Regional surface and subsurface mapping of the front range of the Oman Mountains, Salakh Arch’s fold-and-thrust belt, is conducted to understand the timing and nature of its deformation and to analyze the main controls on its position, geometry and evolution. The results from this study can be applied to other fold-and-thrust belts, as the area offers surface and subsurface datasets that allow good understanding of its evolution history. The deformation of the outcropping Middle Miocene to Pliocene deposits and the displacement of the Cenozoic seismic reflections imply that folding and thrusting was active during the Neogene and possibly ceased during the Early Quaternary. The palaeostress-tensor analyses from the kinematic fault data along with the fold-axes trends show that the regional transport direction was, overall, directed to the south. Lateral movements over oblique or lateral ramps, between the frontal ramps, have caused local deflections of the regional stress trajectories. The shortening values measured from restored seismic sections were utilized to restore the arch in map view. The restoration indicates that the arch initiated as a primary arc right from the start of deformation. As the shortening proceeded, clockwise and anticlockwise rotations occurred in some areas as a consequence of displacement gradients across adjacent areas along the arch.
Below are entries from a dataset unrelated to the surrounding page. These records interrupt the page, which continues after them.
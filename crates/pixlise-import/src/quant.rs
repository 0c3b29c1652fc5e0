//! Quantification job records, as written by the job runner and summarized
//! by the job summary indexer

use serde::{Deserialize, Serialize};
use std::collections::BTreeMap;

#[derive(Debug, Clone, Copy, PartialEq, Eq, Serialize, Deserialize)]
#[serde(rename_all = "snake_case")]
pub enum JobStatusValue {
    Starting,
    PreparingNodes,
    NodesRunning,
    GatheringResults,
    Complete,
    Error,
}

/// `JobStatus/<dataset>/<job>-status.json`
#[derive(Debug, Clone, PartialEq, Eq, Serialize, Deserialize)]
#[serde(rename_all = "camelCase")]
pub struct JobStatus {
    pub job_id: String,
    pub status: JobStatusValue,
    #[serde(default)]
    pub message: String,
    #[serde(default)]
    pub end_unix_time: i64,
    #[serde(default)]
    pub output_file_path: String,
    #[serde(default)]
    pub piquant_log_list: Option<Vec<String>>,
}

impl JobStatus {
    /// Finished jobs stay listed for a while after they end
    pub fn is_expired(&self, now_unix_sec: i64, visible_secs: i64) -> bool {
        self.status == JobStatusValue::Complete
            && !self.output_file_path.is_empty()
            && self.end_unix_time != 0
            && now_unix_sec - self.end_unix_time > visible_secs
    }
}

#[derive(Debug, Clone, Default, PartialEq, Eq, Serialize, Deserialize)]
pub struct UserInfo {
    #[serde(default)]
    pub name: String,
    #[serde(default)]
    pub user_id: String,
    #[serde(default)]
    pub email: String,
}

/// Everything a job was started with, except its PMC list
#[derive(Debug, Clone, Default, PartialEq, Eq, Serialize, Deserialize)]
#[serde(default)]
pub struct JobStartingParameters {
    pub name: String,
    #[serde(rename = "dataBucket")]
    pub data_bucket: String,
    #[serde(rename = "datasetPath")]
    pub dataset_path: String,
    #[serde(rename = "datasetID")]
    pub dataset_id: String,
    #[serde(rename = "jobBucket")]
    pub jobs_bucket: String,
    #[serde(rename = "detectorConfig")]
    pub detector_config: String,
    #[serde(deserialize_with = "null_as_empty")]
    pub elements: Vec<String>,
    pub parameters: String,
    #[serde(rename = "runTimeSec")]
    pub run_time_sec: i32,
    #[serde(rename = "coresPerNode")]
    pub cores_per_node: i32,
    #[serde(rename = "startUnixTime")]
    pub start_unix_time: i64,
    pub creator: UserInfo,
    #[serde(rename = "roiID")]
    pub roi_id: String,
    #[serde(rename = "elementSetID")]
    pub element_set_id: String,
    #[serde(rename = "piquantVersion")]
    pub piquant_version: String,
    #[serde(rename = "quantMode")]
    pub quant_mode: String,
    pub comments: String,
    /// Older files carry null here
    #[serde(rename = "roiIDs", deserialize_with = "null_as_empty")]
    pub roi_ids: Vec<String>,
    #[serde(rename = "includeDwells", skip_serializing_if = "std::ops::Not::not")]
    pub include_dwells: bool,
}

fn null_as_empty<'de, D: serde::Deserializer<'de>>(deserializer: D) -> Result<Vec<String>, D::Error> {
    Ok(Option::<Vec<String>>::deserialize(deserializer)?.unwrap_or_default())
}

/// `JobData/<dataset>/<job>/params.json`
#[derive(Debug, Clone, Default, PartialEq, Eq, Serialize, Deserialize)]
pub struct JobParams {
    #[serde(default)]
    pub pmcs: Vec<i32>,
    #[serde(flatten)]
    pub params: JobStartingParameters,
}

/// Job parameters with the PMC list reduced to its length
#[derive(Debug, Clone, PartialEq, Eq, Serialize, Deserialize)]
pub struct JobSummaryParams {
    #[serde(rename = "pmcsCount")]
    pub pmcs_count: usize,
    #[serde(flatten)]
    pub params: JobStartingParameters,
}

#[derive(Debug, Clone, PartialEq, Eq, Serialize, Deserialize)]
pub struct JobSummaryItem {
    pub shared: bool,
    pub params: JobSummaryParams,
    /// Unknown until the job completes
    pub elements: Vec<String>,
    #[serde(flatten)]
    pub status: JobStatus,
}

impl JobSummaryItem {
    pub fn new(status: JobStatus, params: JobParams) -> Self {
        Self {
            shared: false,
            params: JobSummaryParams {
                pmcs_count: params.pmcs.len(),
                params: params.params,
            },
            elements: Vec::new(),
            status,
        }
    }
}

/// `JobSummaries/<dataset>-jobs.json`, keyed by job id
pub type JobSummaryMap = BTreeMap<String, JobSummaryItem>;
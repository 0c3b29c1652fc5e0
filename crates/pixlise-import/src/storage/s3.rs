use async_trait::async_trait;
use aws_sdk_s3::{
    config::{BehaviorVersion, Credentials, Region},
    primitives::ByteStream,
    Client,
};
use pixlise_common::{PixliseError, Result};
use tracing::{debug, info, instrument};

use super::{ObjectStore, StorageConfig};

#[derive(Clone)]
pub struct S3Store {
    client: Client,
}

impl S3Store {
    pub async fn new(config: &StorageConfig) -> Result<Self> {
        let mut builder = match (&config.access_key, &config.secret_key) {
            (Some(access), Some(secret)) => {
                let credentials = Credentials::new(access, secret, None, None, "pixlise-import");
                aws_sdk_s3::Config::builder()
                    .behavior_version(BehaviorVersion::latest())
                    .credentials_provider(credentials)
                    .region(Region::new(config.region.clone()))
            },
            _ => {
                let shared = aws_config::defaults(BehaviorVersion::latest())
                    .region(Region::new(config.region.clone()))
                    .load()
                    .await;
                aws_sdk_s3::config::Builder::from(&shared)
            },
        };
        builder = builder.force_path_style(config.path_style);
        if let Some(endpoint) = &config.endpoint {
            builder = builder.endpoint_url(endpoint);
        }

        info!(region = %config.region, endpoint = ?config.endpoint, "S3 storage client initialized");
        Ok(Self {
            client: Client::from_conf(builder.build()),
        })
    }
}

#[async_trait]
impl ObjectStore for S3Store {
    #[instrument(skip(self))]
    async fn list(&self, container: &str, prefix: &str) -> Result<Vec<String>> {
        let mut keys = Vec::new();
        let mut continuation: Option<String> = None;

        loop {
            let response = self
                .client
                .list_objects_v2()
                .bucket(container)
                .prefix(prefix)
                .set_continuation_token(continuation.take())
                .send()
                .await
                .map_err(|e| PixliseError::storage(container, prefix, e.to_string()))?;

            keys.extend(
                response
                    .contents()
                    .iter()
                    .filter_map(|obj| obj.key().map(|k| k.to_string())),
            );

            match response.next_continuation_token() {
                Some(token) if response.is_truncated().unwrap_or(false) => {
                    continuation = Some(token.to_string());
                },
                _ => break,
            }
        }

        debug!(count = keys.len(), "Listed s3://{}/{}", container, prefix);
        Ok(keys)
    }

    #[instrument(skip(self))]
    async fn get(&self, container: &str, key: &str) -> Result<Vec<u8>> {
        let response = self
            .client
            .get_object()
            .bucket(container)
            .key(key)
            .send()
            .await
            .map_err(|e| {
                if e.as_service_error().is_some_and(|se| se.is_no_such_key()) {
                    PixliseError::not_found(container, key)
                } else {
                    PixliseError::storage(container, key, e.to_string())
                }
            })?;

        let data = response
            .body
            .collect()
            .await
            .map_err(|e| PixliseError::storage(container, key, e.to_string()))?
            .into_bytes()
            .to_vec();

        debug!("Downloaded {} bytes from s3://{}/{}", data.len(), container, key);
        Ok(data)
    }

    #[instrument(skip(self, data), fields(bytes = data.len()))]
    async fn put(&self, container: &str, key: &str, data: Vec<u8>) -> Result<()> {
        self.client
            .put_object()
            .bucket(container)
            .key(key)
            .body(ByteStream::from(data))
            .send()
            .await
            .map_err(|e| PixliseError::storage(container, key, e.to_string()))?;

        debug!("Uploaded s3://{}/{}", container, key);
        Ok(())
    }

    #[instrument(skip(self))]
    async fn copy(&self, src_container: &str, src_key: &str, dst_container: &str, dst_key: &str) -> Result<()> {
        self.client
            .copy_object()
            .bucket(dst_container)
            .copy_source(format!("{src_container}/{src_key}"))
            .key(dst_key)
            .send()
            .await
            .map_err(|e| PixliseError::storage(src_container, src_key, e.to_string()))?;

        info!(
            "Copied s3://{}/{} to s3://{}/{}",
            src_container, src_key, dst_container, dst_key
        );
        Ok(())
    }
}
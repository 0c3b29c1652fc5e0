//! Stacked multi-table spectra CSV
//!
//! # Format
//!
//! ```text
//! SCLK_A,SCLK_B,PMC,real_time_A,real_time_B,live_time_A,live_time_B,[yellow_piece_temp,]XPERCHAN_A,XPERCHAN_B,OFFSET_A,OFFSET_B
//! <one metadata row per PMC>
//! PMC,x,y,z                  <- optional, skipped
//! <xyz rows>
//! A_1,A_2,A_3,A_4,A_5,...    <- detector A channels, one row per metadata row
//! <channel rows>
//! B_1,B_2,B_3,B_4,B_5,...    <- detector B channels, same width as A
//! <channel rows>
//! SCLK_A,SCLK_B,PMC,...      <- optional second copy of all of the above: dwell spectra
//! ```
//!
//! Tables are recognized by their header rows alone. Channel row n belongs
//! to the PMC of metadata row n.

use pixlise_common::Result;
use tracing::debug;

use super::{as_text, at_row, csv_rows, parse_f32, parse_i32, DecodeContext, Decoder};
use crate::model::{
    DetectorSample, MetaData, MetaValue, ReadType, SpectraByPmc, META_DETECTOR_ID, META_PMC,
    META_READTYPE, META_SCLK,
};

const YELLOW_PIECE_TEMP: &str = "yellow_piece_temp";
const XYZ_HEADER: [&str; 4] = ["PMC", "x", "y", "z"];
const CHANNEL_HEADER_SAMPLE: usize = 5;

/// Canonical metadata name for a per-detector column, suffix already removed
fn canonical_name(stem: &str) -> &str {
    match stem {
        "SCLK" => META_SCLK,
        "real_time" => "REALTIME",
        "live_time" => "LIVETIME",
        "XPERCHAN" => "XPERCHAN",
        "OFFSET" => "OFFSET",
        other => other,
    }
}

#[derive(Debug, Clone, Copy, PartialEq, Eq)]
enum Detector {
    A,
    B,
}

impl Detector {
    fn id(self) -> &'static str {
        match self {
            Detector::A => "A",
            Detector::B => "B",
        }
    }
}

/// Splits `SCLK_A` into (`SCLK`, A)
fn detector_column(name: &str) -> Option<(&str, Detector)> {
    if let Some(stem) = name.strip_suffix("_A") {
        Some((stem, Detector::A))
    } else {
        name.strip_suffix("_B").map(|stem| (stem, Detector::B))
    }
}

/// A metadata header has a PMC column and otherwise only per-detector
/// columns, plus the optional `yellow_piece_temp`.
fn is_meta_header(row: &[String]) -> bool {
    row.iter().any(|c| c == META_PMC)
        && row.iter().all(|c| {
            c == META_PMC || c == YELLOW_PIECE_TEMP || detector_column(c).is_some()
        })
}

fn is_channel_header(row: &[String], detector: Detector) -> bool {
    row.len() > CHANNEL_HEADER_SAMPLE
        && row[..CHANNEL_HEADER_SAMPLE]
            .iter()
            .enumerate()
            .all(|(i, c)| *c == format!("{}_{}", detector.id(), i + 1))
}

#[derive(Debug, Clone, Copy, PartialEq, Eq)]
enum Section {
    Metadata,
    Xyz,
    Channels(Detector),
}

struct MetaRow {
    pmc: i32,
    meta_a: MetaData,
    meta_b: MetaData,
}

#[derive(Debug, Clone, Copy, Default)]
pub struct SpectraCsvDecoder;

impl SpectraCsvDecoder {
    fn meta_row(
        header: &[String],
        row: &[String],
        read_type: ReadType,
        ctx: &DecodeContext<'_>,
    ) -> Result<MetaRow> {
        if row.len() != header.len() {
            return Err(ctx.invalid(format!(
                "expected {} metadata items, got {}",
                header.len(),
                row.len()
            )));
        }

        let mut meta_a = MetaData::new();
        let mut meta_b = MetaData::new();
        for (meta, detector) in [(&mut meta_a, Detector::A), (&mut meta_b, Detector::B)] {
            meta.insert(META_DETECTOR_ID.into(), detector.id().into());
            meta.insert(META_READTYPE.into(), read_type.as_str().into());
        }

        let mut pmc = None;
        for (name, value) in header.iter().zip(row) {
            if name == META_PMC {
                let v = parse_i32(value, META_PMC, ctx)?;
                meta_a.insert(META_PMC.into(), MetaValue::Int(v));
                meta_b.insert(META_PMC.into(), MetaValue::Int(v));
                pmc = Some(v);
                continue;
            }
            if name == YELLOW_PIECE_TEMP {
                continue;
            }

            let (stem, detector) = detector_column(name)
                .ok_or_else(|| ctx.invalid(format!("unexpected meta column name: {name}")))?;
            let key = canonical_name(stem);
            let typed = if key == META_SCLK {
                MetaValue::Int(parse_i32(value, name, ctx)?)
            } else {
                MetaValue::Float(parse_f32(value, name, ctx)?)
            };
            match detector {
                Detector::A => meta_a.insert(key.to_string(), typed),
                Detector::B => meta_b.insert(key.to_string(), typed),
            };
        }

        Ok(MetaRow {
            pmc: pmc.ok_or_else(|| ctx.invalid("metadata row without PMC"))?,
            meta_a,
            meta_b,
        })
    }

    /// Reads one metadata + A + B group. `first_row` is the 1-based row
    /// number of `rows[0]` in the file, for messages.
    fn read_group(
        rows: &[Vec<String>],
        first_row: usize,
        read_type: ReadType,
        ctx: &DecodeContext<'_>,
    ) -> Result<SpectraByPmc> {
        let header = &rows[0];
        let mut entries: Vec<MetaRow> = Vec::new();
        let mut counts_a: Vec<Vec<i64>> = Vec::new();
        let mut counts_b: Vec<Vec<i64>> = Vec::new();
        let mut section = Section::Metadata;
        let mut channel_count = 0;
        let mut seen_a = false;
        let mut seen_b = false;

        for (idx, row) in rows.iter().enumerate().skip(1) {
            let row_num = first_row + idx;

            if is_channel_header(row, Detector::A) {
                if seen_a {
                    return Err(at_row(ctx.invalid("second A table in one group"), row_num));
                }
                seen_a = true;
                channel_count = row.len();
                section = Section::Channels(Detector::A);
                continue;
            }
            if is_channel_header(row, Detector::B) {
                if !seen_a {
                    return Err(at_row(ctx.invalid("found B table before A table"), row_num));
                }
                if row.len() != channel_count {
                    return Err(at_row(
                        ctx.invalid(format!(
                            "differing channel count, A was {channel_count}, B is {}",
                            row.len()
                        )),
                        row_num,
                    ));
                }
                seen_b = true;
                section = Section::Channels(Detector::B);
                continue;
            }

            match section {
                Section::Xyz => {},
                Section::Metadata if row.iter().map(String::as_str).eq(XYZ_HEADER) => {
                    section = Section::Xyz;
                },
                Section::Metadata => {
                    let entry =
                        Self::meta_row(header, row, read_type, ctx).map_err(|e| at_row(e, row_num))?;
                    if entries.iter().any(|e| e.pmc == entry.pmc) {
                        return Err(at_row(
                            ctx.invalid(format!("duplicate PMC {} in metadata table", entry.pmc)),
                            row_num,
                        ));
                    }
                    entries.push(entry);
                },
                Section::Channels(detector) => {
                    if row.len() != channel_count {
                        return Err(at_row(
                            ctx.invalid(format!(
                                "expected {channel_count} channel values, found {}",
                                row.len()
                            )),
                            row_num,
                        ));
                    }
                    let target = match detector {
                        Detector::A => &mut counts_a,
                        Detector::B => &mut counts_b,
                    };
                    if target.len() >= entries.len() {
                        return Err(at_row(
                            ctx.invalid(format!(
                                "more {} channel rows than metadata rows",
                                detector.id()
                            )),
                            row_num,
                        ));
                    }
                    let values = row
                        .iter()
                        .map(|v| {
                            let value = v.parse::<i64>().map_err(|_| {
                                ctx.invalid(format!("failed to read channel value: {v}"))
                            })?;
                            if value < 0 {
                                return Err(ctx.invalid(format!("negative channel value: {value}")));
                            }
                            Ok(value)
                        })
                        .collect::<Result<Vec<_>>>()
                        .map_err(|e| at_row(e, row_num))?;
                    target.push(values);
                },
            }
        }

        if !seen_a || !seen_b {
            return Err(ctx.invalid("did not find both A and B tables"));
        }
        if counts_a.is_empty() || counts_a.len() != counts_b.len() || counts_a.len() != entries.len()
        {
            return Err(ctx.invalid(format!(
                "metadata table had {} rows, A had {}, B had {}",
                entries.len(),
                counts_a.len(),
                counts_b.len()
            )));
        }

        Ok(entries
            .into_iter()
            .zip(counts_a.into_iter().zip(counts_b))
            .map(|(entry, (a, b))| {
                (
                    entry.pmc,
                    vec![
                        DetectorSample::new(entry.meta_a, a),
                        DetectorSample::new(entry.meta_b, b),
                    ],
                )
            })
            .collect())
    }
}

impl Decoder for SpectraCsvDecoder {
    type Output = SpectraByPmc;

    fn decode(&self, data: &[u8], ctx: &DecodeContext<'_>) -> Result<Self::Output> {
        let rows = csv_rows(&as_text(data), ctx)?;
        match rows.first() {
            Some(header) if is_meta_header(header) => {},
            Some(header) => {
                return Err(ctx.invalid(format!(
                    "unexpected columns in metadata table: {}",
                    header.join(",")
                )))
            },
            None => return Err(ctx.invalid("empty spectra file")),
        }

        let dwell_start = rows
            .iter()
            .enumerate()
            .skip(2)
            .find(|(_, row)| is_meta_header(row))
            .map(|(idx, _)| idx);

        let (normal_rows, dwell_rows) = match dwell_start {
            Some(idx) => (&rows[..idx], Some((&rows[idx..], idx + 1))),
            None => (&rows[..], None),
        };

        let mut spectra = Self::read_group(normal_rows, 1, ReadType::Normal, ctx)?;

        if let Some((rows, first_row)) = dwell_rows {
            let dwell = Self::read_group(rows, first_row, ReadType::Dwell, ctx)?;
            for (pmc, samples) in dwell {
                let normal = spectra.get_mut(&pmc).ok_or_else(|| {
                    ctx.invalid(format!(
                        "dwell spectrum PMC {pmc} has no corresponding normal spectrum"
                    ))
                })?;
                normal.extend(samples);
            }
        }

        debug!(path = %ctx.path, pmcs = spectra.len(), "Read spectra CSV");
        Ok(spectra)
    }
}
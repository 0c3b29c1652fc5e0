//! Blob storage seam
//!
//! Every read and write in the importer and the indexers goes through
//! [`ObjectStore`]. Containers are S3 buckets, or top-level directories for
//! the local backend.

use async_trait::async_trait;
use pixlise_common::Result;
use serde::de::DeserializeOwned;
use serde::Serialize;
use std::sync::Arc;

pub mod config;
pub mod deadline;
pub mod local;
pub mod s3;

pub use config::{StorageBackend, StorageConfig};
pub use deadline::DeadlineStore;
pub use local::LocalStore;
pub use s3::S3Store;

#[async_trait]
pub trait ObjectStore: Send + Sync {
    /// Keys under `prefix`, in no particular order
    async fn list(&self, container: &str, prefix: &str) -> Result<Vec<String>>;

    /// Fails with `NotFound` when the key is absent
    async fn get(&self, container: &str, key: &str) -> Result<Vec<u8>>;

    /// Overwrites any existing object
    async fn put(&self, container: &str, key: &str, data: Vec<u8>) -> Result<()>;

    /// Copies between containers
    async fn copy(&self, src_container: &str, src_key: &str, dst_container: &str, dst_key: &str) -> Result<()> {
        let data = self.get(src_container, src_key).await?;
        self.put(dst_container, dst_key, data).await
    }
}

/// JSON helpers for every store
#[async_trait]
pub trait ObjectStoreExt: ObjectStore {
    async fn get_json<T: DeserializeOwned>(&self, container: &str, key: &str) -> Result<T> {
        let data = self.get(container, key).await?;
        Ok(serde_json::from_slice(&data)?)
    }

    /// Writes indented JSON
    async fn put_json<T: Serialize + Sync>(&self, container: &str, key: &str, value: &T) -> Result<()> {
        let data = serde_json::to_vec_pretty(value)?;
        self.put(container, key, data).await
    }
}

impl<S: ObjectStore + ?Sized> ObjectStoreExt for S {}

/// Builds the configured backend
pub async fn connect(config: &StorageConfig) -> Result<Arc<dyn ObjectStore>> {
    Ok(match &config.backend {
        StorageBackend::S3 => Arc::new(S3Store::new(config).await?),
        StorageBackend::Local => Arc::new(LocalStore::new(&config.local_root)),
    })
}
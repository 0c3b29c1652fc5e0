//! Decoders for the instrument product files
//!
//! Each decoder is a small value with a single [`Decoder::decode`] method
//! over an in-memory buffer. Decoders never touch storage and never
//! suspend; the caller reads the file and hands over its bytes.

pub mod beam;
pub mod housekeeping;
pub mod matched_images;
pub mod msa;
pub mod pseudo_intensity;
pub mod spectra_csv;

pub use beam::BeamDecoder;
pub use housekeeping::HousekeepingDecoder;
pub use matched_images::MatchedImageDecoder;
pub use msa::MsaDecoder;
pub use pseudo_intensity::{PseudoIntensityDecoder, PseudoIntensityRangeDecoder};
pub use spectra_csv::SpectraCsvDecoder;

use crate::product_id::FileNameMeta;
use pixlise_common::{PixliseError, Result};
use std::borrow::Cow;

/// What a decoder knows about the file besides its bytes
#[derive(Debug, Clone, Copy)]
pub struct DecodeContext<'a> {
    /// Path inside the archive, used in error messages
    pub path: &'a str,
    /// Parsed product identifier, when the name follows the grammar
    pub meta: Option<&'a FileNameMeta>,
}

impl<'a> DecodeContext<'a> {
    pub fn new(path: &'a str) -> Self {
        Self { path, meta: None }
    }

    pub fn with_meta(path: &'a str, meta: &'a FileNameMeta) -> Self {
        Self {
            path,
            meta: Some(meta),
        }
    }

    pub(crate) fn invalid(&self, reason: impl Into<String>) -> PixliseError {
        PixliseError::invalid_format(self.path, reason)
    }

    pub(crate) fn product_meta(&self) -> Result<&'a FileNameMeta> {
        self.meta
            .ok_or_else(|| self.invalid("file name is not a product identifier"))
    }
}

pub trait Decoder {
    type Output;

    fn decode(&self, data: &[u8], ctx: &DecodeContext<'_>) -> Result<Self::Output>;
}

pub(crate) fn as_text(data: &[u8]) -> Cow<'_, str> {
    String::from_utf8_lossy(data)
}

/// Skips `lines` physical lines, returning the rest of the text
pub(crate) fn skip_lines(text: &str, lines: usize) -> &str {
    let mut rest = text;
    for _ in 0..lines {
        match rest.find('\n') {
            Some(idx) => rest = &rest[idx + 1..],
            None => return "",
        }
    }
    rest
}

/// Reads CSV text into rows of trimmed fields. Rows may differ in width and
/// blank lines are dropped.
pub(crate) fn csv_rows(text: &str, ctx: &DecodeContext<'_>) -> Result<Vec<Vec<String>>> {
    let mut reader = csv::ReaderBuilder::new()
        .has_headers(false)
        .flexible(true)
        .trim(csv::Trim::All)
        .from_reader(text.as_bytes());

    let mut rows = Vec::new();
    for (idx, record) in reader.records().enumerate() {
        let record = record.map_err(|e| ctx.invalid(format!("row {idx}: {e}")))?;
        if record.len() == 1 && record[0].is_empty() {
            continue;
        }
        rows.push(record.iter().map(str::to_string).collect());
    }
    Ok(rows)
}

/// Prefixes a decode failure's reason with the row it came from
pub(crate) fn at_row(err: PixliseError, row: usize) -> PixliseError {
    match err {
        PixliseError::InvalidFormat { file, reason } => PixliseError::InvalidFormat {
            file,
            reason: format!("row {row}: {reason}"),
        },
        other => other,
    }
}

pub(crate) fn parse_i32(value: &str, what: &str, ctx: &DecodeContext<'_>) -> Result<i32> {
    value
        .trim()
        .parse()
        .map_err(|_| ctx.invalid(format!("failed to read {what} as integer: \"{value}\"")))
}

pub(crate) fn parse_f32(value: &str, what: &str, ctx: &DecodeContext<'_>) -> Result<f32> {
    value
        .trim()
        .parse()
        .map_err(|_| ctx.invalid(format!("failed to read {what} as float: \"{value}\"")))
}

#[cfg(test)]
#[allow(clippy::unwrap_used, clippy::expect_used)]
mod tests {
    use super::*;

    #[test]
    fn test_csv_rows_trims_and_allows_ragged_rows() {
        let ctx = DecodeContext::new("t.csv");
        let rows = csv_rows("a, b ,c\n\n1,2\n", &ctx).unwrap();
        assert_eq!(rows, vec![vec!["a", "b", "c"], vec!["1", "2"]]);
    }

    #[test]
    fn test_skip_lines() {
        assert_eq!(skip_lines("one\ntwo\nthree", 1), "two\nthree");
        assert_eq!(skip_lines("one\ntwo", 5), "");
        assert_eq!(skip_lines("one", 0), "one");
    }
}
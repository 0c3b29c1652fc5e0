//! Fan-in reducers that rebuild catalog files from many small ones

pub mod datasets;
pub mod jobs;

pub use datasets::{DatasetIndex, DatasetIndexer};
pub use jobs::{decode_job_status_key, JobSummaryIndexer};
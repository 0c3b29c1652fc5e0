//! Last successful import time per dataset

use pixlise_common::{PixliseError, Result};
use serde::{Deserialize, Serialize};
use std::collections::BTreeMap;
use tracing::{debug, warn};

use crate::paths::IMPORT_TIMES;
use crate::storage::{ObjectStore, ObjectStoreExt};

#[derive(Debug, Clone, Default, PartialEq, Eq, Serialize, Deserialize)]
pub struct ImportTimes {
    #[serde(default)]
    pub times: BTreeMap<String, i64>,
}

/// Reads and writes `DatasetConfig/import-times.json`. Read-modify-write is
/// not atomic; racing imports may each notify once.
pub struct DebounceStore<'a> {
    store: &'a dyn ObjectStore,
    container: &'a str,
}

impl<'a> DebounceStore<'a> {
    pub fn new(store: &'a dyn ObjectStore, container: &'a str) -> Self {
        Self { store, container }
    }

    /// A missing file is empty, a malformed one is logged and treated as
    /// empty so the next save replaces it.
    async fn load(&self) -> Result<ImportTimes> {
        match self.store.get_json::<ImportTimes>(self.container, IMPORT_TIMES).await {
            Ok(times) => Ok(times),
            Err(e) if e.is_not_found() => Ok(ImportTimes::default()),
            Err(PixliseError::Serialization(e)) => {
                warn!(error = %e, key = IMPORT_TIMES, "Ignoring malformed import times file");
                Ok(ImportTimes::default())
            },
            Err(e) => Err(e),
        }
    }

    /// Unix seconds of the last import, 0 if never
    pub async fn get(&self, dataset_id: &str) -> Result<i64> {
        Ok(self.load().await?.times.get(dataset_id).copied().unwrap_or(0))
    }

    pub async fn put(&self, dataset_id: &str, unix_sec: i64) -> Result<()> {
        let mut times = self.load().await?;
        times.times.insert(dataset_id.to_string(), unix_sec);
        self.store.put_json(self.container, IMPORT_TIMES, &times).await?;
        debug!(dataset_id, unix_sec, "Recorded import time");
        Ok(())
    }
}

#[cfg(test)]
#[allow(clippy::unwrap_used, clippy::expect_used)]
mod tests {
    use super::*;
    use crate::storage::LocalStore;
    use tempfile::TempDir;

    #[tokio::test]
    async fn test_missing_file_reads_as_zero() {
        let dir = TempDir::new().unwrap();
        let store = LocalStore::new(dir.path());
        let debounce = DebounceStore::new(&store, "config");
        assert_eq!(debounce.get("123").await.unwrap(), 0);
    }

    #[tokio::test]
    async fn test_put_keeps_other_datasets() {
        let dir = TempDir::new().unwrap();
        let store = LocalStore::new(dir.path());
        let debounce = DebounceStore::new(&store, "config");

        debounce.put("123", 1000).await.unwrap();
        debounce.put("456", 2000).await.unwrap();
        assert_eq!(debounce.get("123").await.unwrap(), 1000);

        let raw: serde_json::Value = store.get_json("config", IMPORT_TIMES).await.unwrap();
        assert_eq!(raw, serde_json::json!({"times": {"123": 1000, "456": 2000}}));
    }

    #[tokio::test]
    async fn test_malformed_file_is_replaced() {
        let dir = TempDir::new().unwrap();
        let store = LocalStore::new(dir.path());
        store.put("config", IMPORT_TIMES, b"{not json".to_vec()).await.unwrap();

        let debounce = DebounceStore::new(&store, "config");
        assert_eq!(debounce.get("123").await.unwrap(), 0);
        debounce.put("123", 5).await.unwrap();
        assert_eq!(debounce.get("123").await.unwrap(), 5);
    }
}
This rotation was most likely accommodated by angular shear strain, which results in arch-parallel extension or transtension. Various factors have controlled the position, geometry and segmentation of the fold segments in the Salakh Arch. The folds that developed in areas of thicker deformed sediments are wider and more uplifted and advanced to the foreland than the folds that develop in thin deformed sediments. Pre-existing faults were reactivated as lateral and frontal ramps during the arch’s evolution. They have contributed in the location and segmentation of the fold patches. On the other hand, the depth-to-detachment measurements and restoration results suggest that the folds detach along the Ediacaran-Early Cambrian Ara Salt. Overall, the deformation in the Salakh Arch could be described as an interaction between thin- and thick-skinned tectonics.